General specifications
- Diameter: 7 mm (0.28 in)
- Passband: 0–18 GHz

= APC-7 connector =

Precision coaxial connector

The APC-7 connector (also referred to as a 7 mm connector) is a precision coaxial connector used on laboratory microwave test equipment for frequencies up to 18 GHz. APC-7 connectors are advantageous because they have a low reflection coefficient, make repeatable coaxial connections, and are genderless. The connectors are expensive, so they are seldom used outside the laboratory where their cost can be justified by their accuracy and convenience.

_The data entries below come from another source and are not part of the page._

//! Typed chat filter context.
//!
//! The remote chat endpoint receives a flattened `filters` object
//! describing the oceanographic view the user is looking at. This struct
//! enumerates every recognized field with its default defined exactly
//! once, replacing the loosely typed context maps the endpoint grew up
//! with.

use chrono::{Days, NaiveDate, Utc};
use serde::{Deserialize, Serialize};

/// Default forecast model. `NGOFS2` is the NOAA Northern Gulf of Mexico
/// Operational Forecast System; the `NGOSF2` spelling seen in some old
/// payloads is accepted nowhere and not emitted.
pub const DEFAULT_MODEL: &str = "NGOFS2";

/// Default oceanographic parameter to discuss.
pub const DEFAULT_PARAMETER: &str = "salinity";

/// Default system prompt sent alongside the filters.
pub const DEFAULT_SYSTEM_PROMPT: &str = "You are the CubeAI oceanographic assistant. \
Answer questions about the currently displayed ocean conditions using the \
provided view filters (area, dates, depth, model, parameter) and the latest \
current-data readings. Be concise and cite the model run when relevant.";

/// The flattened view context sent to the remote chat endpoint.
#[derive(Debug, Clone, PartialEq, Serialize, Deserialize)]
#[serde(rename_all = "camelCase")]
pub struct ChatFilters {
    /// Named viewing area
    pub area: String,
    /// Start of the displayed date range
    pub start_date: NaiveDate,
    /// End of the displayed date range
    pub end_date: NaiveDate,
    /// Depth in meters (0 = surface)
    pub depth: f64,
    /// Forecast model name
    pub model: String,
    /// Displayed parameter (salinity, temperature, ...)
    pub parameter: String,
    /// Data source selector (model output vs. sensor observations)
    pub data_source: String,
    /// Current animation frame
    pub frame: usize,
    /// Total frames in the loaded dataset
    pub total_frames: usize,
    /// Point-of-view latitude
    pub pov_lat: f64,
    /// Point-of-view longitude
    pub pov_lon: f64,
    /// Camera heading in degrees
    pub heading: f64,
    /// Latest current-speed reading (m/s), if any
    #[serde(skip_serializing_if = "Option::is_none")]
    pub current_speed: Option<f64>,
    /// Latest current-direction reading (degrees), if any
    #[serde(skip_serializing_if = "Option::is_none")]
    pub current_direction: Option<f64>,
    /// System prompt for the assistant
    pub system_prompt: String,
}

impl Default for ChatFilters {
    fn default() -> Self {
        let end_date = Utc::now().date_naive();
        let start_date = end_date - Days::new(7);
        Self {
            area: "Mississippi Sound".to_string(),
            start_date,
            end_date,
            depth: 0.0,
            model: DEFAULT_MODEL.to_string(),
            parameter: DEFAULT_PARAMETER.to_string(),
            data_source: "model".to_string(),
            frame: 0,
            total_frames: 0,
            pov_lat: 30.3,
            pov_lon: -88.6,
            heading: 0.0,
            current_speed: None,
            current_direction: None,
            system_prompt: DEFAULT_SYSTEM_PROMPT.to_string(),
        }
    }
}

impl ChatFilters {
    /// Create filters with all defaults.
    #[must_use]
    pub fn new() -> Self {
        Self::default()
    }

    /// Set the viewing area
    #[must_use]
    pub fn with_area(mut self, area: impl Into<String>) -> Self {
        self.area = area.into();
        self
    }

    /// Set the forecast model
    #[must_use]
    pub fn with_model(mut self, model: impl Into<String>) -> Self {
        self.model = model.into();
        self
    }

    /// Set the displayed parameter
    #[must_use]
    pub fn with_parameter(mut self, parameter: impl Into<String>) -> Self {
        self.parameter = parameter.into();
        self
    }

    /// Set the date range
    #[must_use]
    pub fn with_dates(mut self, start: NaiveDate, end: NaiveDate) -> Self {
        self.start_date = start;
        self.end_date = end;
        self
    }

    /// Set the animation position
    #[must_use]
    pub fn with_frame(mut self, frame: usize, total_frames: usize) -> Self {
        self.frame = frame;
        self.total_frames = total_frames;
        self
    }

    /// Set the point of view
    #[must_use]
    pub fn with_pov(mut self, lat: f64, lon: f64, heading: f64) -> Self {
        self.pov_lat = lat;
        self.pov_lon = lon;
        self.heading = heading;
        self
    }

    /// Attach the latest current-data readings
    #[must_use]
    pub fn with_currents(mut self, speed: f64, direction: f64) -> Self {
        self.current_speed = Some(speed);
        self.current_direction = Some(direction);
        self
    }
}

#[cfg(test)]
mod tests {
    use super::*;

    #[test]
    fn defaults_use_canonical_model_spelling() {
        let filters = ChatFilters::default();
        assert_eq!(filters.model, "NGOFS2");
        assert_eq!(filters.parameter, "salinity");
        assert_eq!(filters.frame, 0);
        assert!(filters.current_speed.is_none());
    }

    #[test]
    fn serializes_camel_case_wire_names() {
        let filters = ChatFilters::default().with_frame(3, 24).with_currents(0.4, 110.0);
        let json = serde_json::to_value(&filters).unwrap();
        assert_eq!(json["totalFrames"], 24);
        assert_eq!(json["dataSource"], "model");
        assert_eq!(json["currentSpeed"], 0.4);
        assert!(json.get("current_speed").is_none());
    }

    #[test]
    fn optional_currents_omitted_when_absent() {
        let json = serde_json::to_value(ChatFilters::default()).unwrap();
        assert!(json.get("currentSpeed").is_none());
        assert!(json.get("currentDirection").is_none());
    }

    #[test]
    fn builder_overrides_only_named_fields() {
        let filters = ChatFilters::new().with_area("Gulf of Mexico").with_pov(29.0, -90.0, 45.0);
        assert_eq!(filters.area, "Gulf of Mexico");
        assert_eq!(filters.pov_lat, 29.0);
        assert_eq!(filters.model, DEFAULT_MODEL);
    }
}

Due to their high cost, their 18 GHz frequency limitation, and new laboratory practices, the connectors are now uncommon. Modern low-frequency microwave equipment often uses the less expensive 3.5 mm (26.5 GHz) connector. Higher-frequency equipment must use higher-performance connectors such as the 2.92 mm (40 GHz), 2.4 mm (50 GHz), 1.85 mm (67 GHz), or 1.0 mm (110 GHz) connectors.

== Features ==
APC-7 connector pairs have several desirable features:
- The connectors are genderless. This avoids some awkward adapters or duplication of laboratory standards. With a gendered connector, a laboratory might need a precision male load and a precision female load. With a genderless connector, only one load is required. Although the illustration shows threads on one connector of the pair, all connectors contain a retractable male thread which can be revealed or retracted by turning the outer locking nut. Any two can be mated by retracting the thread in either one and leaving it protruding in the other.
- The connectors have a well-defined reference plane. Consequently, the connectors simplify some measurements.
- The mated pair of APC-7 connectors has a low reflection coefficient and thus low voltage standing wave ratio (VSWR). The low reflection coefficient means better measurement accuracy. The typical VSWR is 1.025:1 at 18 GHz.
- The mated pair makes a repeatable connection. A pair has a repeatable reflection coefficient to ±0.001. Consequently, laboratory measurements have reduced uncertainty.

==Adapters==
APC-7 connectors require adapters to change from the connectors used in the laboratory to those used on everyday products. These adapters are expensive precision devices. For example, an APC-7 to type N (f) cost $105 in 1979. Such adapters bought new today (as of July 2012) can cost as much as $294.

==History==
"APC" stands for Amphenol Precision Connector and "-7" for 7 millimetres. Hewlett-Packard started developing the connector in the mid-1960s. Amphenol improved the design and manufactured the connector.